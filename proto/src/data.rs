// Copyright (c) 2026 The pintan Developers

//! Flat dotted-path property sets
//!
//! Bank parameters, user parameters, reply data and outgoing segment fields
//! are all represented as a [Data] map from dotted paths to string values.
//!
//! Query patterns are dotted paths where each component may contain `*`
//! wildcards (`Params*.PinTanPar*.ParPinTan.can1step`). A trailing `.`
//! turns the pattern into a prefix query, see [Data::find].

use alloc::{
    collections::BTreeMap,
    format,
    string::{String, ToString},
    vec::Vec,
};

/// Prefix marking reply data fields echoed from the request
pub const ECHO_PREFIX: &str = "orig_";

/// Flat property set keyed by dotted path
#[derive(Clone, PartialEq, Eq, Debug, Default)]
#[cfg_attr(feature = "serde", derive(serde::Serialize, serde::Deserialize))]
#[cfg_attr(feature = "serde", serde(transparent))]
pub struct Data {
    entries: BTreeMap<String, String>,
}

/// Build the path of the `index`th element of a repeated group.
///
/// The first element carries no suffix, following ones are numbered from 2
/// (`RetVal`, `RetVal_2`, `RetVal_3`, ...).
pub fn with_counter(path: &str, index: usize) -> String {
    match index {
        0 => path.to_string(),
        _ => format!("{}_{}", path, index + 1),
    }
}

/// Match a single path component against a pattern component containing
/// zero or more `*` wildcards
pub fn glob(pattern: &str, text: &str) -> bool {
    let (p, t) = (pattern.as_bytes(), text.as_bytes());
    let (mut pi, mut ti) = (0, 0);
    let mut backtrack: Option<(usize, usize)> = None;

    while ti < t.len() {
        if pi < p.len() && p[pi] == b'*' {
            backtrack = Some((pi, ti));
            pi += 1;
        } else if pi < p.len() && p[pi] == t[ti] {
            pi += 1;
            ti += 1;
        } else if let Some((bp, bt)) = backtrack {
            pi = bp + 1;
            ti = bt + 1;
            backtrack = Some((bp, bt + 1));
        } else {
            return false;
        }
    }

    p[pi..].iter().all(|c| *c == b'*')
}

/// Match path components against pattern components, returning the number
/// of components consumed
fn match_components(pattern: &[&str], path: &[&str]) -> Option<usize> {
    if pattern.len() > path.len() {
        return None;
    }

    pattern
        .iter()
        .zip(path.iter())
        .all(|(p, c)| glob(p, c))
        .then_some(pattern.len())
}

impl Data {
    /// Create an empty property set
    pub fn new() -> Self {
        Self::default()
    }

    /// Fetch the value at `path`
    pub fn get(&self, path: &str) -> Option<&str> {
        self.entries.get(path).map(|v| v.as_str())
    }

    /// Fetch the value at `path`, treating empty values as absent
    pub fn get_non_empty(&self, path: &str) -> Option<&str> {
        self.get(path).filter(|v| !v.is_empty())
    }

    /// Set the value at `path`, returning any previous value
    pub fn set(&mut self, path: impl Into<String>, value: impl Into<String>) -> Option<String> {
        self.entries.insert(path.into(), value.into())
    }

    /// Remove the value at `path`
    pub fn remove(&mut self, path: &str) -> Option<String> {
        self.entries.remove(path)
    }

    pub fn contains(&self, path: &str) -> bool {
        self.entries.contains_key(path)
    }

    pub fn len(&self) -> usize {
        self.entries.len()
    }

    pub fn is_empty(&self) -> bool {
        self.entries.is_empty()
    }

    pub fn clear(&mut self) {
        self.entries.clear()
    }

    /// Iterate over `(path, value)` pairs in path order
    pub fn iter(&self) -> impl Iterator<Item = (&str, &str)> {
        self.entries.iter().map(|(k, v)| (k.as_str(), v.as_str()))
    }

    /// Iterate over entries below `prefix.`, yielding the full paths
    pub fn below<'a>(&'a self, prefix: &'a str) -> impl Iterator<Item = (&'a str, &'a str)> {
        self.iter().filter(move |(k, _)| {
            k.len() > prefix.len() && k.starts_with(prefix) && k.as_bytes()[prefix.len()] == b'.'
        })
    }

    /// Find entries matching the anchored query pattern in full,
    /// yielding the full paths
    pub fn find_all<'a, 'q>(
        &'a self,
        query: &'q str,
    ) -> impl Iterator<Item = (&'a str, &'a str)> + use<'a, 'q> {
        let pattern: Vec<&str> = query.split('.').collect();

        self.iter().filter(move |(k, _)| {
            let path: Vec<&str> = k.split('.').collect();
            path.len() == pattern.len() && match_components(&pattern, &path).is_some()
        })
    }

    /// Fetch the first value matching the anchored query pattern
    pub fn find_value<'a>(&'a self, query: &str) -> Option<&'a str> {
        self.find_all(query).map(|(_, v)| v).next()
    }

    /// Find all entries below a prefix query (`TAN2StepRes*.`), matched at
    /// any component boundary within the path.
    ///
    /// Echoed request fields ([ECHO_PREFIX]) are ignored. The returned set is
    /// keyed by the remainder of each path following the matched prefix.
    pub fn find(&self, query: &str) -> Data {
        let query = query.strip_suffix('.').unwrap_or(query);
        let pattern: Vec<&str> = query.split('.').collect();

        let mut found = Data::new();

        for (k, v) in self.iter() {
            if k.starts_with(ECHO_PREFIX) {
                continue;
            }

            let path: Vec<&str> = k.split('.').collect();

            for start in 0..path.len() {
                let rest = &path[start..];

                // Prefix queries require at least one remaining component
                match match_components(&pattern, rest) {
                    Some(n) if n < rest.len() => {
                        found.set(rest[n..].join("."), v);
                        break;
                    }
                    _ => (),
                }
            }
        }

        found
    }
}

impl<K: Into<String>, V: Into<String>> FromIterator<(K, V)> for Data {
    fn from_iter<T: IntoIterator<Item = (K, V)>>(iter: T) -> Self {
        Self {
            entries: iter
                .into_iter()
                .map(|(k, v)| (k.into(), v.into()))
                .collect(),
        }
    }
}

impl<K: Into<String>, V: Into<String>> Extend<(K, V)> for Data {
    fn extend<T: IntoIterator<Item = (K, V)>>(&mut self, iter: T) {
        for (k, v) in iter {
            self.set(k, v);
        }
    }
}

▸ **ABOUT THIS TASK**:
Print the lines above from the one with "pattern component containing" through the one with "any previous value", both included, exactly as written and nothing more.

▸ **ANSWER SPACE**:
/// Match a single path component against a pattern component containing
/// zero or more `*` wildcards
pub fn glob(pattern: &str, text: &str) -> bool {
    let (p, t) = (pattern.as_bytes(), text.as_bytes());
    let (mut pi, mut ti) = (0, 0);
    let mut backtrack: Option<(usize, usize)> = None;

    while ti < t.len() {
        if pi < p.len() && p[pi] == b'*' {
            backtrack = Some((pi, ti));
            pi += 1;
        } else if pi < p.len() && p[pi] == t[ti] {
            pi += 1;
            ti += 1;
        } else if let Some((bp, bt)) = backtrack {
            pi = bp + 1;
            ti = bt + 1;
            backtrack = Some((bp, bt + 1));
        } else {
            return false;
        }
    }

    p[pi..].iter().all(|c| *c == b'*')
}

/// Match path components against pattern components, returning the number
/// of components consumed
fn match_components(pattern: &[&str], path: &[&str]) -> Option<usize> {
    if pattern.len() > path.len() {
        return None;
    }

    pattern
        .iter()
        .zip(path.iter())
        .all(|(p, c)| glob(p, c))
        .then_some(pattern.len())
}

impl Data {
    /// Create an empty property set
    pub fn new() -> Self {
        Self::default()
    }

    /// Fetch the value at `path`
    pub fn get(&self, path: &str) -> Option<&str> {
        self.entries.get(path).map(|v| v.as_str())
    }

    /// Fetch the value at `path`, treating empty values as absent
    pub fn get_non_empty(&self, path: &str) -> Option<&str> {
        self.get(path).filter(|v| !v.is_empty())
    }

    /// Set the value at `path`, returning any previous value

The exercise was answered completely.